3

I'm trying to write a regular expression that surrounds "http" URLs with angle brackets, except for lines beginning with two slashes. The best I've come up with is:

s#^(?!//)(.*?)(http://[^\s]+)#$1<$2>#gm;

This works great for these two:


Input: http://a.com

Output: <http://a.com>


Input: //http://a.com

Output: //http://a.com


However, it fails here:


Input: http://a.com http://b.com

Actual Output: <http://a.com> http://b.com

Desired Output: <http://a.com> <http://b.com>


Why doesn't my regular expression keep matching? Am I using /g wrong?

Chad Birch
  • 73,098
  • 23
  • 151
  • 149
mike
  • 46,876
  • 44
  • 102
  • 112

3 Answers3

4

You should really use two regexes; one to identify the "commented-out" lines and one to modify the http's in the regular lines.

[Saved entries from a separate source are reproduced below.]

use log::info;
use mongodb::bson::{doc, Document};
use mongodb::error::{ErrorKind, WriteFailure};
use mongodb::options::{ClientOptions, IndexOptions};
use mongodb::{Client, Collection, Database, IndexModel};

use crate::models::{Cart, Message, Order, Product, User};

pub const USERS: &str = "users";
pub const PRODUCTS: &str = "products";
pub const CARTS: &str = "carts";
pub const ORDERS: &str = "orders";
pub const MESSAGES: &str = "messages";

pub struct MongoDB {
    pub client: Client,
    pub db: Database,
}

impl MongoDB {
    pub async fn init(uri: &str, db_name: &str) -> mongodb::error::Result<Self> {
        let mut client_options = ClientOptions::parse(uri).await?;
        client_options.app_name = Some("shopline".to_string());
        let client = Client::with_options(client_options)?;
        let db = client.database(db_name);
        Ok(MongoDB { client, db })
    }

    pub fn users(&self) -> Collection<User> {
        self.db.collection(USERS)
    }

    pub fn products(&self) -> Collection<Product> {
        self.db.collection(PRODUCTS)
    }

    pub fn carts(&self) -> Collection<Cart> {
        self.db.collection(CARTS)
    }

    pub fn orders(&self) -> Collection<Order> {
        self.db.collection(ORDERS)
    }

    pub fn messages(&self) -> Collection<Message> {
        self.db.collection(MESSAGES)
    }

    /// Untyped handle for aggregation pipelines.
    pub fn raw(&self, name: &str) -> Collection<Document> {
        self.db.collection(name)
    }

    pub async fn ensure_indexes(&self) -> mongodb::error::Result<()> {
        let unique = || IndexOptions::builder().unique(true).build();

        self.users()
            .create_index(
                IndexModel::builder()
                    .keys(doc! { "email": 1 })
                    .options(unique())
                    .build(),
            )
            .await?;
        self.carts()
            .create_index(
                IndexModel::builder()
                    .keys(doc! { "user_id": 1 })
                    .options(unique())
                    .build(),
            )
            .await?;
        self.orders()
            .create_index(IndexModel::builder().keys(doc! { "user_id": 1, "created_at": -1 }).build())
            .await?;
        self.products()
            .create_index(IndexModel::builder().keys(doc! { "category": 1, "price": 1 }).build())
            .await?;
        self.messages()
            .create_index(
                IndexModel::builder()
                    .keys(doc! { "conversation_key": 1, "created_at": -1 })
                    .build(),
            )
            .await?;
        self.messages()
            .create_index(IndexModel::builder().keys(doc! { "receiver_id": 1, "is_read": 1 }).build())
            .await?;

        info!("MongoDB indexes ensured");
        Ok(())
    }
}

/// True when the write failed on a unique index.
pub fn is_duplicate_key(err: &mongodb::error::Error) -> bool {
    match err.kind.as_ref() {
        ErrorKind::Write(WriteFailure::WriteError(e)) => e.code == 11000,
        _ => false,
    }
}
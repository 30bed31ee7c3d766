mod common;

use actix_web::http::StatusCode;
use actix_web::{test, web, App};
use serde_json::{json, Value};

use shopline::auth::Authentication;
use shopline::models::Role;
use shopline::routes;

macro_rules! app {
    () => {
        test::init_service(
            App::new()
                .wrap(Authentication::new(common::SECRET))
                .app_data(web::Data::new(common::state().await))
                .configure(routes::configure),
        )
        .await
    };
}

#[actix_web::test]
async fn health_reports_ok() {
    let app = app!();
    let resp = test::call_service(&app, test::TestRequest::get().uri("/health").to_request()).await;
    assert_eq!(resp.status(), StatusCode::OK);
    let body: Value = test::read_body_json(resp).await;
    assert_eq!(body["status"], "ok");
}

#[actix_web::test]
async fn protected_routes_need_a_token() {
    let app = app!();
    for uri in ["/api/cart", "/api/orders/my", "/api/profile", "/api/messages/conversations"] {
        let resp = test::call_service(&app, test::TestRequest::get().uri(uri).to_request()).await;
        assert_eq!(resp.status(), StatusCode::UNAUTHORIZED, "{}", uri);
        let body: Value = test::read_body_json(resp).await;
        assert_eq!(body["success"], false);
        assert_eq!(body["message"], "Not authorized, no token");
    }
}

#[actix_web::test]
async fn bad_token_is_rejected() {
    let app = app!();
    let req = test::TestRequest::get()
        .uri("/api/cart")
        .insert_header(("Authorization", "Bearer not-a-jwt"))
        .to_request();
    let resp = test::call_service(&app, req).await;
    assert_eq!(resp.status(), StatusCode::UNAUTHORIZED);

    let forged = shopline::auth::create_jwt("u1", Role::Admin, "other-secret", 1).unwrap();
    let req = test::TestRequest::get()
        .uri("/api/orders")
        .insert_header(("Authorization", format!("Bearer {}", forged)))
        .to_request();
    let resp = test::call_service(&app, req).await;
    assert_eq!(resp.status(), StatusCode::UNAUTHORIZED);
}

#[actix_web::test]
async fn admin_routes_forbid_customers() {
    let app = app!();

    let req = test::TestRequest::get()
        .uri("/api/orders")
        .insert_header(common::bearer("u1", Role::User))
        .to_request();
    assert_eq!(test::call_service(&app, req).await.status(), StatusCode::FORBIDDEN);

    let req = test::TestRequest::get()
        .uri("/api/messages/stats")
        .insert_header(common::bearer("u1", Role::User))
        .to_request();
    assert_eq!(test::call_service(&app, req).await.status(), StatusCode::FORBIDDEN);

    let req = test::TestRequest::post()
        .uri("/api/products")
        .insert_header(common::bearer("u1", Role::User))
        .set_json(json!({
            "name": "Apples",
            "description": "Crisp",
            "price": 2.5,
            "category": "fruits",
            "unit": "kg",
            "stock": 10
        }))
        .to_request();
    let resp = test::call_service(&app, req).await;
    assert_eq!(resp.status(), StatusCode::FORBIDDEN);
    let body: Value = test::read_body_json(resp).await;
    assert_eq!(body["message"], "Not authorized as an admin");
}

#[actix_web::test]
async fn register_validates_before_touching_storage() {
    let app = app!();
    let req = test::TestRequest::post()
        .uri("/api/auth/register")
        .set_json(json!({ "name": "Ann", "email": "not-an-email", "password": "secret1" }))
        .to_request();
    let resp = test::call_service(&app, req).await;
    assert_eq!(resp.status(), StatusCode::BAD_REQUEST);
    let body: Value = test::read_body_json(resp).await;
    assert_eq!(body["success"], false);

    let req = test::TestRequest::post()
        .uri("/api/auth/login")
        .set_json(json!({ "email": "", "password": "" }))
        .to_request();
    assert_eq!(test::call_service(&app, req).await.status(), StatusCode::BAD_REQUEST);
}

#[actix_web::test]
async fn messaging_rules_checked_up_front() {
    let app = app!();

    let req = test::TestRequest::post()
        .uri("/api/messages")
        .insert_header(common::bearer("u1", Role::User))
        .set_json(json!({ "content": "" , "receiver_id": "a1" }))
        .to_request();
    assert_eq!(test::call_service(&app, req).await.status(), StatusCode::BAD_REQUEST);

    let req = test::TestRequest::post()
        .uri("/api/messages")
        .insert_header(common::bearer("u1", Role::User))
        .set_json(json!({ "content": "hello everyone" }))
        .to_request();
    assert_eq!(test::call_service(&app, req).await.status(), StatusCode::FORBIDDEN);

    let req = test::TestRequest::post()
        .uri("/api/messages")
        .insert_header(common::bearer("u1", Role::User))
        .set_json(json!({ "content": "hi me", "receiver_id": "u1" }))
        .to_request();
    assert_eq!(test::call_service(&app, req).await.status(), StatusCode::BAD_REQUEST);
}

#[actix_web::test]
async fn malformed_input_gets_a_json_error() {
    let app = app!();

    let req = test::TestRequest::post()
        .uri("/api/products")
        .insert_header(common::bearer("a1", Role::Admin))
        .set_json(json!({
            "name": "Blocks",
            "price": 9.5,
            "category": "toys",
            "unit": "piece"
        }))
        .to_request();
    let resp = test::call_service(&app, req).await;
    assert_eq!(resp.status(), StatusCode::BAD_REQUEST);
    let body: Value = test::read_body_json(resp).await;
    assert_eq!(body["success"], false);
    assert!(body["message"].as_str().unwrap().contains("unknown variant"));

    let req = test::TestRequest::get()
        .uri("/api/orders/my?page=abc")
        .insert_header(common::bearer("u1", Role::User))
        .to_request();
    let resp = test::call_service(&app, req).await;
    assert_eq!(resp.status(), StatusCode::BAD_REQUEST);
    let body: Value = test::read_body_json(resp).await;
    assert_eq!(body["success"], false);
    assert!(body["message"].is_string());
}
use chrono::{DateTime, Utc};
use serde::{Deserialize, Serialize};

use crate::models::{new_id, timestamp};

pub const BROADCAST_KEY: &str = "broadcast";

#[derive(Debug, Clone, Copy, PartialEq, Eq, Serialize, Deserialize)]
#[serde(rename_all = "lowercase")]
pub enum MessageType {
    Private,
    Broadcast,
}

impl MessageType {
    pub fn as_str(&self) -> &'static str {
        match self {
            MessageType::Private => "private",
            MessageType::Broadcast => "broadcast",
        }
    }
}

#[derive(Debug, Clone, Serialize, Deserialize)]
pub struct Message {
    #[serde(rename = "_id")]
    pub id: String,
    pub sender_id: String,
    /// `None` for broadcasts.
    pub receiver_id: Option<String>,
    pub content: String,
    pub is_read: bool,
    pub message_type: MessageType,
    pub conversation_key: String,
    #[serde(with = "timestamp")]
    pub created_at: DateTime<Utc>,
    #[serde(default, with = "timestamp::option")]
    pub read_at: Option<DateTime<Utc>>,
    /// A customer writing to an admin; any admin may read and answer it.
    #[serde(default)]
    pub to_support: bool,
}

/// Order-independent key for the conversation between two users.
pub fn conversation_key(a: &str, b: &str) -> String {
    if a <= b {
        format!("{}:{}", a, b)
    } else {
        format!("{}:{}", b, a)
    }
}

impl Message {
    pub fn private(sender_id: &str, receiver_id: &str, content: &str) -> Self {
        Self {
            id: new_id(),
            sender_id: sender_id.to_string(),
            receiver_id: Some(receiver_id.to_string()),
            content: content.trim().to_string(),
            is_read: false,
            message_type: MessageType::Private,
            conversation_key: conversation_key(sender_id, receiver_id),
            created_at: Utc::now(),
            read_at: None,
            to_support: false,
        }
    }

    /// A customer's message to an admin, shared with the whole admin group.
    pub fn support(sender_id: &str, admin_id: &str, content: &str) -> Self {
        Self {
            to_support: true,
            ..Self::private(sender_id, admin_id, content)
        }
    }

    pub fn broadcast(sender_id: &str, content: &str) -> Self {
        Self {
            id: new_id(),
            sender_id: sender_id.to_string(),
            receiver_id: None,
            content: content.trim().to_string(),
            is_read: false,
            message_type: MessageType::Broadcast,
            conversation_key: BROADCAST_KEY.to_string(),
            created_at: Utc::now(),
            read_at: None,
            to_support: false,
        }
    }

    /// Whether `reader` may mark this message as read.
    pub fn readable_by(&self, reader_id: &str, reader_is_admin: bool) -> bool {
        self.receiver_id.as_deref() == Some(reader_id) || (reader_is_admin && self.to_support)
    }

    /// The other participant from `user_id`'s point of view.
    pub fn counterpart(&self, user_id: &str) -> Option<&str> {
        if self.sender_id == user_id {
            self.receiver_id.as_deref()
        } else {
            Some(self.sender_id.as_str())
        }
    }
}

/// A message as pushed to clients, with the sender's display name attached.
#[derive(Debug, Clone, Serialize)]
pub struct MessageView {
    #[serde(flatten)]
    pub message: Message,
    pub sender_name: Option<String>,
}

#[cfg(test)]
mod tests {
    use super::*;

    #[test]
    fn key_ignores_direction() {
        assert_eq!(conversation_key("bob", "alice"), "alice:bob");
        assert_eq!(conversation_key("alice", "bob"), "alice:bob");
    }

    #[test]
    fn private_and_broadcast_shapes() {
        let m = Message::private("u2", "u1", "  hello ");
        assert_eq!(m.content, "hello");
        assert_eq!(m.conversation_key, "u1:u2");
        assert_eq!(m.counterpart("u2"), Some("u1"));
        assert_eq!(m.counterpart("u1"), Some("u2"));

        let b = Message::broadcast("admin", "sale today");
        assert!(b.receiver_id.is_none());
        assert_eq!(b.message_type, MessageType::Broadcast);
        assert_eq!(b.conversation_key, BROADCAST_KEY);
    }

    #[test]
    fn support_messages_are_shared_by_admins() {
        let m = Message::support("cust", "a1", "where is my order?");
        assert!(m.to_support);
        assert_eq!(m.conversation_key, "a1:cust");
        assert!(m.readable_by("a1", true));
        assert!(m.readable_by("a2", true));
        assert!(!m.readable_by("cust", false));

        let reply = Message::private("a1", "cust", "on its way");
        assert!(!reply.to_support);
        assert!(reply.readable_by("cust", false));
        assert!(!reply.readable_by("a2", true));
    }

    #[test]
    fn view_flattens_message() {
        let view = MessageView {
            message: Message::private("a", "b", "hi"),
            sender_name: Some("Ann".into()),
        };
        let json = serde_json::to_value(&view).unwrap();
        assert_eq!(json["content"], "hi");
        assert_eq!(json["message_type"], "private");
        assert_eq!(json["sender_name"], "Ann");
        assert!(json["receiver_id"].is_string());
    }
}
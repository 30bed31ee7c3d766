use std::env;

use thiserror::Error;

#[derive(Debug, Error)]
pub enum ConfigError {
    #[error("{0} must be set")]
    Missing(&'static str),

    #[error("{name} has an invalid value: {value}")]
    Invalid { name: &'static str, value: String },
}

/// One year; longer lifetimes overflow the expiry arithmetic.
pub const MAX_JWT_EXPIRY_HOURS: i64 = 8760;

#[derive(Clone, Debug)]
pub struct Config {
    pub mongo_uri: String,
    pub database_name: String,
    pub jwt_secret: String,
    pub jwt_expiry_hours: i64,
    pub bind_addr: String,
    pub frontend_origin: String,
    pub bcrypt_cost: u32,
}

impl Config {
    pub fn from_env() -> Result<Self, ConfigError> {
        dotenv::dotenv().ok();
        Self::from_lookup(|key| env::var(key).ok())
    }

    /// Builds the config from any key lookup, so it can be exercised without
    /// touching the process environment.
    pub fn from_lookup<F>(lookup: F) -> Result<Self, ConfigError>
    where
        F: Fn(&str) -> Option<String>,
    {
        let required = |name: &'static str| {
            lookup(name)
                .filter(|v| !v.trim().is_empty())
                .ok_or(ConfigError::Missing(name))
        };

        let jwt_expiry_hours = match lookup("JWT_EXPIRY_HOURS") {
            Some(raw) => match raw.parse::<i64>() {
                Ok(h) if (1..=MAX_JWT_EXPIRY_HOURS).contains(&h) => h,
                _ => {
                    return Err(ConfigError::Invalid {
                        name: "JWT_EXPIRY_HOURS",
                        value: raw,
                    })
                }
            },
            None => 24,
        };

        let bcrypt_cost = match lookup("BCRYPT_COST") {
            Some(raw) => match raw.parse::<u32>() {
                Ok(c) if (4..=31).contains(&c) => c,
                _ => {
                    return Err(ConfigError::Invalid {
                        name: "BCRYPT_COST",
                        value: raw,
                    })
                }
            },
            None => bcrypt::DEFAULT_COST,
        };

        Ok(Self {
            mongo_uri: required("MONGO_URI")?,
            database_name: lookup("DATABASE_NAME").unwrap_or_else(|| "shopline".to_string()),
            jwt_secret: required("JWT_SECRET")?,
            jwt_expiry_hours,
            bind_addr: lookup("BIND_ADDR").unwrap_or_else(|| "0.0.0.0:8080".to_string()),
            frontend_origin: lookup("FRONTEND_ORIGIN")
                .unwrap_or_else(|| "http://localhost:3000".to_string()),
            bcrypt_cost,
        })
    }
}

There might be a non-standard way to combine the two regexes or replace all of your multiple (http...)+ matches, but I wouldn't use them.

aib
  • 45,516
  • 10
  • 73
  • 79
  • The regex is fed into a legacy function that operates on a big, multi-line blob of text. I wish I could split it into lines and do what you say, but that would require major regression testing. – mike Feb 09 '09 at 20:13
  • Major refactoring and regression testing, I should say. – mike Feb 09 '09 at 20:14
  • @Mike - if you need to match the beginning of multiple lines, consider the 'm' modifier. It causes ^ and $ to match the beginning or end of any line. – Chris Lutz Feb 09 '09 at 20:19
  • Oh, in practice I do -- somehow that got wiped out when I was turning it into an SO question. – mike Feb 09 '09 at 20:21
3

You can't really do this for an indefinite number of expressions. Try this:

s#(http://[^\s]+)#<$1>#g unless m#^//#;

This will replace all of the URLs in the line, but only if the first two characters of the line aren't "//". Sure, it's a little more complicated, but it works (I think).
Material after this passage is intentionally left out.